De nueva cuenta el fraccionamiento El Puente, ubicado en los límites de Celaya y Villagrán, fue escenario de una persecución a balazos por parte de agentes de la Gendarmería en contra de civiles que, presuntamente, transportaban combustible robado, uno de éstos resultó lesionado pero se desconoce su paradero, además, la camioneta en que se transportaban fue asegurada por los policías federales que no esperaron al personal de la Subprocuraduría de Justicia para removerla del lugar del hecho.

La persecución, desarrollada en las calles del fraccionamiento El Puente, culminó en la gasolinera ubicada en el entronque de la carretera alterna Celaya-Villagrán y el camino de acceso a dicho asentamiento poblacional y que conduce hasta el aeropuerto local.

En ese sitio, pudo observarse al menos ocho patrullas de Gendarmería y Policía Federal, en torno a una camioneta gris, tipo Lobo, doble cabina, que tenía las llantas traseras ponchadas y, en la caja, había garrafas de las empleadas para transportar combustible.

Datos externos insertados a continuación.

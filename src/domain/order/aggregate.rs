use chrono::{DateTime, Utc};
use serde::{Deserialize, Serialize};

use super::errors::LifecycleError;
use super::intent::OrderIntent;
use super::value_objects::{OrderItem, OrderStatus};

// ============================================================================
// Order - the persisted entity and the published snapshot
// ============================================================================
//
// Field names are part of the kitchen contract: the consumer parses the
// published JSON by name, so the serde renames below must not change.
//
// ============================================================================

#[derive(Debug, Clone, PartialEq, Serialize, Deserialize)]
#[serde(rename_all = "camelCase")]
pub struct Order {
    // Identity, assigned once
    pub id: String,

    // Caller-supplied contents
    pub customer_name: String,
    pub table: String,
    pub items: Vec<OrderItem>,

    // Audit / lifecycle
    pub created_at: DateTime<Utc>,
    pub status: OrderStatus,
}

impl Order {
    /// New pending order from a validated intent.
    pub fn from_intent(id: impl Into<String>, intent: OrderIntent, created_at: DateTime<Utc>) -> Self {
        let (customer_name, table, items) = intent.into_parts();
        Self {
            id: id.into(),
            customer_name,
            table,
            items,
            created_at,
            status: OrderStatus::Pending,
        }
    }

    /// Rejects edits while the kitchen is preparing the order.
    pub fn ensure_editable(&self) -> Result<(), LifecycleError> {
        if self.status.is_editable() {
            Ok(())
        } else {
            Err(LifecycleError::EditForbidden {
                id: self.id.clone(),
                status: self.status,
            })
        }
    }

    /// Full replacement keeping identity, creation time and status.
    pub fn with_contents(&self, intent: OrderIntent) -> Self {
        let (customer_name, table, items) = intent.into_parts();
        Self {
            id: self.id.clone(),
            customer_name,
            table,
            items,
            created_at: self.created_at,
            status: self.status,
        }
    }

    /// Status moves are unrestricted here; regression is allowed.
    pub fn with_status(&self, status: OrderStatus) -> Self {
        Self {
            status,
            ..self.clone()
        }
    }
}

// ============================================================================
// Unit Tests
// ============================================================================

Los agentes, impidieron tomar fotografías o video pues ordenaban a todos los conductores de vehículos y transeúntes que siguieran su camino sin detenerse, aunado a ello, realizaron revisiones a vehículos que consideraron sospechosos, en especial, camionetas tipo pick up.

Así mismo, impidieron a varias patrullas de policía municipal acercarse al lugar y ordenaron retirarse del lugar a los uniformados.

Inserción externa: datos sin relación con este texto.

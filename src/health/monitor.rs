use actix::prelude::*;
use chrono::{DateTime, Utc};
use serde::Serialize;
use std::collections::HashMap;
use std::sync::Arc;
use std::time::Duration;

use super::{ComponentHealth, HealthStatus};
use crate::messaging::OrderPublisher;
use crate::store::OrderStore;

// ============================================================================
// Health Monitor Actor
// ============================================================================
//
// Responsibilities:
// - Keep the last reported status of every component
// - Poll the broker publisher and the order store on an interval
// - Fold everything into one system status for /health
//
// ============================================================================

#[derive(Message)]
#[rtype(result = "()")]
pub struct UpdateHealth {
    pub component: String,
    pub status: HealthStatus,
    pub details: Option<String>,
}

#[derive(Message)]
#[rtype(result = "SystemHealth")]
pub struct GetSystemHealth;

#[derive(Debug, Clone, Serialize)]
pub struct SystemHealth {
    pub overall_status: HealthStatus,
    pub components: HashMap<String, ComponentHealth>,
    pub check_time: DateTime<Utc>,
}

pub struct HealthMonitorActor {
    components: HashMap<String, ComponentHealth>,
    publisher: Option<Arc<dyn OrderPublisher>>,
    store: Option<Arc<dyn OrderStore>>,
    poll_interval: Duration,
}

impl HealthMonitorActor {
    pub fn new(
        publisher: Arc<dyn OrderPublisher>,
        store: Arc<dyn OrderStore>,
        poll_interval: Duration,
    ) -> Self {
        Self {
            components: HashMap::new(),
            publisher: Some(publisher),
            store: Some(store),
            poll_interval,
        }
    }

    /// Monitor with nothing to poll; components report themselves.
    pub fn passive() -> Self {
        Self {
            components: HashMap::new(),
            publisher: None,
            store: None,
            poll_interval: Duration::from_secs(10),
        }
    }

    fn compute_overall_status(&self) -> HealthStatus {
        let mut has_degraded = false;
        let mut unhealthy_components = Vec::new();

        for (name, health) in &self.components {
            match &health.status {
                HealthStatus::Unhealthy(msg) => {
                    unhealthy_components.push(format!("{}: {}", name, msg));
                }
                HealthStatus::Degraded(_) => has_degraded = true,
                HealthStatus::Healthy => {}
            }
        }

        if !unhealthy_components.is_empty() {
            unhealthy_components.sort();
            HealthStatus::Unhealthy(unhealthy_components.join(", "))
        } else if has_degraded {
            HealthStatus::Degraded("Some components degraded".to_string())
        } else {
            HealthStatus::Healthy
        }
    }
}

impl Actor for HealthMonitorActor {
    type Context = Context<Self>;

    fn started(&mut self, ctx: &mut Self::Context) {
        tracing::info!("HealthMonitorActor started");

        let addr = ctx.address();

        ctx.run_interval(self.poll_interval, move |act, _ctx| {
            if let Some(publisher) = act.publisher.clone() {
                let addr = addr.clone();
                actix::spawn(async move {
                    let status = publisher.health().await;
                    addr.do_send(UpdateHealth {
                        component: "broker".to_string(),
                        status,
                        details: Some(format!("queue {}", publisher.destination())),
                    });
                });
            }

            if let Some(store) = act.store.clone() {
                let addr = addr.clone();
                actix::spawn(async move {
                    let status = store.health().await;
                    addr.do_send(UpdateHealth {
                        component: "store".to_string(),
                        status,
                        details: Some(format!("backend {}", store.backend_name())),
                    });
                });
            }
        });
    }
}

impl Handler<UpdateHealth> for HealthMonitorActor {
    type Result = ();

    fn handle(&mut self, msg: UpdateHealth, _: &mut Self::Context) {
        if !msg.status.is_healthy() {
            tracing::warn!(component = %msg.component, status = ?msg.status, "Component not healthy");
        } else {
            tracing::debug!(component = %msg.component, "Component healthy");
        }

        let mut health = ComponentHealth::new(msg.component.clone(), msg.status);
        health.details = msg.details;
        self.components.insert(msg.component, health);
    }
}

impl Handler<GetSystemHealth> for HealthMonitorActor {
    type Result = MessageResult<GetSystemHealth>;

    fn handle(&mut self, _msg: GetSystemHealth, _: &mut Self::Context) -> Self::Result {
        MessageResult(SystemHealth {
            overall_status: self.compute_overall_status(),
            components: self.components.clone(),
            check_time: Utc::now(),
        })
    }
}

#[cfg(test)]
mod tests {
    use super::*;
    use crate::domain::order::Order;
    use crate::messaging::InMemoryPublisher;
    use crate::store::{InMemoryOrderStore, StoreError};
    use async_trait::async_trait;

    /// Store whose backend never answers.
    struct DownStore;

    #[async_trait]
    impl OrderStore for DownStore {
        async fn add(&self, _order: Order) -> Result<Order, StoreError> {
            Err(StoreError::Backend("down".into()))
        }

        async fn get(&self, _id: &str) -> Result<Option<Order>, StoreError> {
            Err(StoreError::Backend("down".into()))
        }

        async fn update(&self, _id: &str, _order: Order) -> Result<(), StoreError> {
            Err(StoreError::Backend("down".into()))
        }

        async fn list(&self) -> Result<Vec<Order>, StoreError> {
            Err(StoreError::Backend("down".into()))
        }

        fn backend_name(&self) -> &'static str {
            "down"
        }

        async fn health(&self) -> HealthStatus {
            HealthStatus::Unhealthy("node unreachable".into())
        }
    }

    #[actix::test]
    async fn test_empty_monitor_is_healthy() {
        let monitor = HealthMonitorActor::passive().start();
        let health = monitor.send(GetSystemHealth).await.unwrap();

        assert!(health.overall_status.is_healthy());
        assert!(health.components.is_empty());
    }

    #[actix::test]
    async fn test_unhealthy_component_dominates() {
        let monitor = HealthMonitorActor::passive().start();

        monitor.do_send(UpdateHealth {
            component: "store".into(),
            status: HealthStatus::Healthy,
            details: None,
        });
        monitor.do_send(UpdateHealth {
            component: "broker".into(),
            status: HealthStatus::Degraded("reconnecting".into()),
            details: None,
        });
        let health = monitor.send(GetSystemHealth).await.unwrap();
        assert!(matches!(health.overall_status, HealthStatus::Degraded(_)));

        monitor.do_send(UpdateHealth {
            component: "broker".into(),
            status: HealthStatus::Unhealthy("connection refused".into()),
            details: None,
        });
        let health = monitor.send(GetSystemHealth).await.unwrap();
        assert_eq!(
            health.overall_status,
            HealthStatus::Unhealthy("broker: connection refused".into())
        );
    }

    #[actix::test]
    async fn test_polls_publisher_health() {
        let publisher = Arc::new(InMemoryPublisher::new("orders.new"));
        publisher.set_available(false);

        let store = Arc::new(InMemoryOrderStore::new());
        let monitor = HealthMonitorActor::new(publisher, store, Duration::from_millis(20)).start();
        tokio::time::sleep(Duration::from_millis(100)).await;

        let health = monitor.send(GetSystemHealth).await.unwrap();
        let broker = health.components.get("broker").unwrap();
        assert!(!broker.status.is_healthy());
        assert_eq!(broker.details.as_deref(), Some("queue orders.new"));

        let store = health.components.get("store").unwrap();
        assert!(store.status.is_healthy());
        assert_eq!(store.details.as_deref(), Some("backend memory"));
    }

    #[actix::test]
    async fn test_polls_store_health() {
        let publisher = Arc::new(InMemoryPublisher::new("orders.new"));
        let monitor =
            HealthMonitorActor::new(publisher, Arc::new(DownStore), Duration::from_millis(20)).start();
        tokio::time::sleep(Duration::from_millis(100)).await;

        let health = monitor.send(GetSystemHealth).await.unwrap();
        assert_eq!(
            health.overall_status,
            HealthStatus::Unhealthy("store: node unreachable".into())
        );
        assert_eq!(
            health.components.get("store").unwrap().details.as_deref(),
            Some("backend down")
        );
    }
}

A las 19:30 horas de este sábado, la movilización inició cuando una patrulla con agentes federales marcó el alto a los tripulantes de la camioneta pero éstos no se detuvieron, según vecinos, inició un intercambio de balazos entre ambos a lo largo de las calles San Felipe y Silao.

En esa zona, los policías lograron “tronar” las llantas a balazos y dieron alcance a los civiles, éstos descendieron de la camioneta para escapar corriendo sin que pudiesen detener a alguno.

Frente a los habitantes de El Puente, los agentes vaciaron el contenido de las garrafas en la calle y el olor a combustible era patente en la esquina de Acámbaro y Silao, de hecho, una hora después aún permanecían charcos de combustible en dicha confluencia de calles.

Unos 30 minutos después, los agentes federales se retiraron del lugar, uno de ellos condujo la camioneta con las llantas ponchadas y no esperaron la llegada de agentes estatales así como peritos de la Subprocuraduría de Justicia para la región C.